Stored data:
%%

#[cfg(test)]
mod tests {
    use super::*;
    use crate::grid::item::PosterItem;
    use crate::grid::layout::{Breakpoint, Breakpoints, DEFAULT_ASPECT_RATIO};
    use crate::grid::preload::{HintError, HintPriority, HintSink, PreloadRegistry};
    use crate::grid::renderer::{EMPTY_STATE_TEXT, RenderState};
    use std::sync::{Arc, Mutex};

    #[derive(Default)]
    struct FakeHead {
        appended: Mutex<Vec<String>>,
        hints: Mutex<Vec<String>>,
    }

    impl HintSink for FakeHead {
        fn contains(&self, url: &str) -> bool {
            self.hints.lock().unwrap().iter().any(|h| h == url)
        }

        fn append(&self, url: &str, _priority: HintPriority) {
            self.appended.lock().unwrap().push(url.to_string());
            self.hints.lock().unwrap().push(url.to_string());
        }

        fn remove(&self, url: &str) -> Result<(), HintError> {
            let mut hints = self.hints.lock().unwrap();
            let before = hints.len();
            hints.retain(|h| h != url);
            if hints.len() == before {
                return Err(HintError::AlreadyRemoved(url.to_string()));
            }
            Ok(())
        }
    }

    fn posters(n: usize) -> Vec<PosterItem> {
        (0..n)
            .map(|i| PosterItem {
                key: Some(format!("item-{i}")),
                image: Some(format!("/posters/{i}.jpg")),
                ..Default::default()
            })
            .collect()
    }

    fn five_columns() -> LayoutEngine {
        LayoutEngine::new(
            Breakpoints::new(vec![Breakpoint::new(0.0, 5, 16.0, 0.0)]),
            DEFAULT_ASPECT_RATIO,
        )
    }

    fn controller(head: &Arc<FakeHead>, options: GridOptions) -> GridController {
        let scheduler = PreloadScheduler::with_registry(head.clone(), PreloadRegistry::shared());
        GridController::new(options, five_columns(), scheduler)
    }

    #[test]
    fn test_row_count_is_ceiling() {
        for n in 0..40 {
            for c in 1..8 {
                let geometry = LayoutGeometry {
                    column_count: c,
                    item_width: 10.0,
                    item_height: 15.0,
                    container_width: 100.0,
                    gap: 0.0,
                };
                let derived = Derived::compute(n, &geometry, 12);
                assert_eq!(derived.row_count, n.div_ceil(c));
            }
        }
    }

    #[test]
    fn test_zero_columns_are_clamped() {
        let derived = Derived::compute(9, &LayoutGeometry::unmeasured(), 12);
        assert_eq!(derived.column_count, 1);
        assert_eq!(derived.row_count, 9);
    }

    #[test]
    fn test_hundred_items_five_columns() {
        let head = Arc::new(FakeHead::default());
        let mut grid = controller(&head, GridOptions::default());
        let items = posters(100);
        grid.observe_width(1064.0);

        let output = grid.render(
            &items,
            &Capability::Ready(()),
            100_000.0,
            ScrollOffset::default(),
            |_, _, priority, index| (index, priority),
        );

        assert_eq!(grid.derived().row_count, 20);
        let GridOutput::Populated(frame) = output else {
            panic!("expected populated grid");
        };
        assert_eq!(frame.items().count(), 100);
        for (index, _, &(rendered_index, priority)) in frame.items() {
            assert_eq!(index, rendered_index);
            assert_eq!(priority, index < 12, "wrong priority for index {index}");
        }
        assert_eq!(head.appended.lock().unwrap().len(), 12);
    }

    #[test]
    fn test_empty_items_render_empty_state() {
        let head = Arc::new(FakeHead::default());
        let mut grid = controller(&head, GridOptions::default());
        grid.observe_width(1024.0);

        let output: GridOutput<()> = grid.render(
            &posters(0),
            &Capability::Ready(()),
            800.0,
            ScrollOffset::default(),
            |_, _, _, _| (),
        );
        assert_eq!(
            output,
            GridOutput::Empty {
                message: EMPTY_STATE_TEXT
            }
        );
    }

    #[test]
    fn test_width_zero_to_measured_transitions_once() {
        let head = Arc::new(FakeHead::default());
        let mut grid = controller(&head, GridOptions::default());
        let items = posters(30);
        let mut states = Vec::new();

        for width in [0.0, 0.0, 1024.0, 1024.0] {
            grid.observe_width(width);
            let _ = grid.render(
                &items,
                &Capability::Ready(()),
                800.0,
                ScrollOffset::default(),
                |_, _, _, index| index,
            );
            states.push(grid.renderer().state());
        }

        assert_eq!(
            states,
            vec![
                RenderState::Uninitialized,
                RenderState::Uninitialized,
                RenderState::Populated,
                RenderState::Populated,
            ]
        );
        assert_eq!(grid.renderer().transitions(), 1);
    }

    #[test]
    fn test_capability_not_ready_renders_loading() {
        let head = Arc::new(FakeHead::default());
        let mut grid = controller(&head, GridOptions::default());
        grid.observe_width(1024.0);

        let output: GridOutput<()> = grid.render(
            &posters(5),
            &Capability::<()>::NotReady,
            600.0,
            ScrollOffset::default(),
            |_, _, _, _| panic!("no items before the capability loads"),
        );
        assert_eq!(
            output,
            GridOutput::Loading {
                width: 1024.0,
                height: 600.0
            }
        );
        // Preloading runs off the item list, not the render state
        assert_eq!(head.appended.lock().unwrap().len(), 5);
    }

    #[test]
    fn test_empty_items_skip_loading_placeholder() {
        let head = Arc::new(FakeHead::default());
        let mut grid = controller(&head, GridOptions::default());

        let output: GridOutput<()> = grid.render(
            &posters(0),
            &Capability::<()>::NotReady,
            600.0,
            ScrollOffset::default(),
            |_, _, _, _| panic!("factory called for an empty list"),
        );
        assert_eq!(
            output,
            GridOutput::Empty {
                message: EMPTY_STATE_TEXT
            }
        );
    }

    #[test]
    fn test_repeated_renders_do_not_rehint() {
        let head = Arc::new(FakeHead::default());
        let mut grid = controller(&head, GridOptions::default());
        let items = posters(40);
        grid.observe_width(1064.0);

        for top in [0.0, 300.0, 900.0, 0.0] {
            let _ = grid.render(
                &items,
                &Capability::Ready(()),
                600.0,
                ScrollOffset::new(0.0, top),
                |_, _, _, index| index,
            );
        }
        assert_eq!(head.appended.lock().unwrap().len(), 12);
    }

    #[test]
    fn test_priority_count_change_recomputes() {
        let head = Arc::new(FakeHead::default());
        let mut grid = controller(&head, GridOptions::default());
        let items = posters(40);
        grid.observe_width(1064.0);

        grid.sync(&items);
        assert_eq!(grid.derived().priority_count, 12);

        grid.set_priority_count(20);
        grid.sync(&items);
        assert_eq!(grid.derived().priority_count, 20);
        assert!(grid.derived().is_priority(19));
        assert_eq!(head.appended.lock().unwrap().len(), 20);
    }

    #[test]
    fn test_column_change_recomputes_rows() {
        let head = Arc::new(FakeHead::default());
        let scheduler = PreloadScheduler::with_registry(head.clone(), PreloadRegistry::shared());
        let mut grid = GridController::new(GridOptions::default(), LayoutEngine::default(), scheduler);
        let items = posters(48);

        grid.observe_width(1920.0);
        assert_eq!(grid.sync(&items).row_count, 6);

        grid.observe_width(360.0);
        assert_eq!(grid.sync(&items).row_count, 16);
    }

    #[test]
    fn test_same_column_resize_updates_grid_width() {
        let head = Arc::new(FakeHead::default());
        let mut grid = controller(&head, GridOptions::default());
        let items = posters(48);

        grid.observe_width(1100.0);
        let before = *grid.sync(&items);

        grid.observe_width(1200.0);
        let after = *grid.sync(&items);

        assert_eq!(before.column_count, after.column_count);
        assert_eq!(after.grid_width, grid.geometry().grid_width());
        assert!(after.grid_width > before.grid_width);
        // Resizing alone never reschedules preloads
        assert_eq!(head.appended.lock().unwrap().len(), 12);
    }

    #[test]
    fn test_dropping_controller_releases_hints() {
        let head = Arc::new(FakeHead::default());
        let mut grid = controller(&head, GridOptions::default());
        grid.sync(&posters(3));
        assert_eq!(head.hints.lock().unwrap().len(), 3);

        drop(grid);
        assert!(head.hints.lock().unwrap().is_empty());
    }

    #[test]
    fn test_scroll_helpers() {
        let head = Arc::new(FakeHead::default());
        let options = GridOptions {
            height: GridHeight::Pixels(632.0),
            ..Default::default()
        };
        let mut grid = controller(&head, options);
        let items = posters(100);
        grid.observe_width(1064.0);
        grid.sync(&items);

        // 200x300 cells, 16px gap: rows are 316px apart
        let scroll = grid.scroll_by_rows(ScrollOffset::default(), 3, 1000.0);
        assert_eq!(scroll.top, 948.0);

        let clamped = grid.scroll_by_rows(scroll, -10, 1000.0);
        assert_eq!(clamped.top, 0.0);

        let bottom = grid.clamp_scroll(ScrollOffset::new(0.0, 1e9), 1000.0);
        assert_eq!(bottom.top, 20.0 * 316.0 - 16.0 - 632.0);

        let to_last = grid.scroll_to_index(ScrollOffset::default(), 99, 1000.0);
        assert_eq!(to_last.top, bottom.top);

        assert_eq!(grid.rows_per_page(1000.0), 2);
    }

    #[test]
    fn test_grid_height_parsing() {
        assert_eq!("480px".parse(), Ok(GridHeight::Pixels(480.0)));
        assert_eq!("70vh".parse(), Ok(GridHeight::ViewportPercent(70.0)));
        assert_eq!("50%".parse(), Ok(GridHeight::ViewportPercent(50.0)));
        assert_eq!(" 320 ".parse(), Ok(GridHeight::Pixels(320.0)));
        assert!("tall".parse::<GridHeight>().is_err());
        assert!("-5px".parse::<GridHeight>().is_err());

        assert_eq!(GridHeight::ViewportPercent(50.0).resolve(900.0), 450.0);
        assert_eq!(GridHeight::Pixels(300.0).resolve(900.0), 300.0);
    }

    #[test]
    fn test_options_from_toml() {
        let options: GridOptions = toml::from_str(
            r#"
            height = "60vh"
            class_name = "posters"
            priority_count = 8
            "#,
        )
        .unwrap();
        assert_eq!(options.height, GridHeight::ViewportPercent(60.0));
        assert_eq!(options.class_name.as_deref(), Some("posters"));
        assert_eq!(options.priority_count, 8);
        assert_eq!(options.overscan_count, DEFAULT_OVERSCAN_COUNT);

        let numeric: GridOptions = toml::from_str("height = 540").unwrap();
        assert_eq!(numeric.height, GridHeight::Pixels(540.0));
    }
}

%%

When a line of the records includes "sync", that line belongs in the answer.

    use std::sync::{Arc, Mutex};
        grid.sync(&items);
        grid.sync(&items);
        assert_eq!(grid.sync(&items).row_count, 6);
        assert_eq!(grid.sync(&items).row_count, 16);
        let before = *grid.sync(&items);
        let after = *grid.sync(&items);
        grid.sync(&posters(3));
        grid.sync(&items);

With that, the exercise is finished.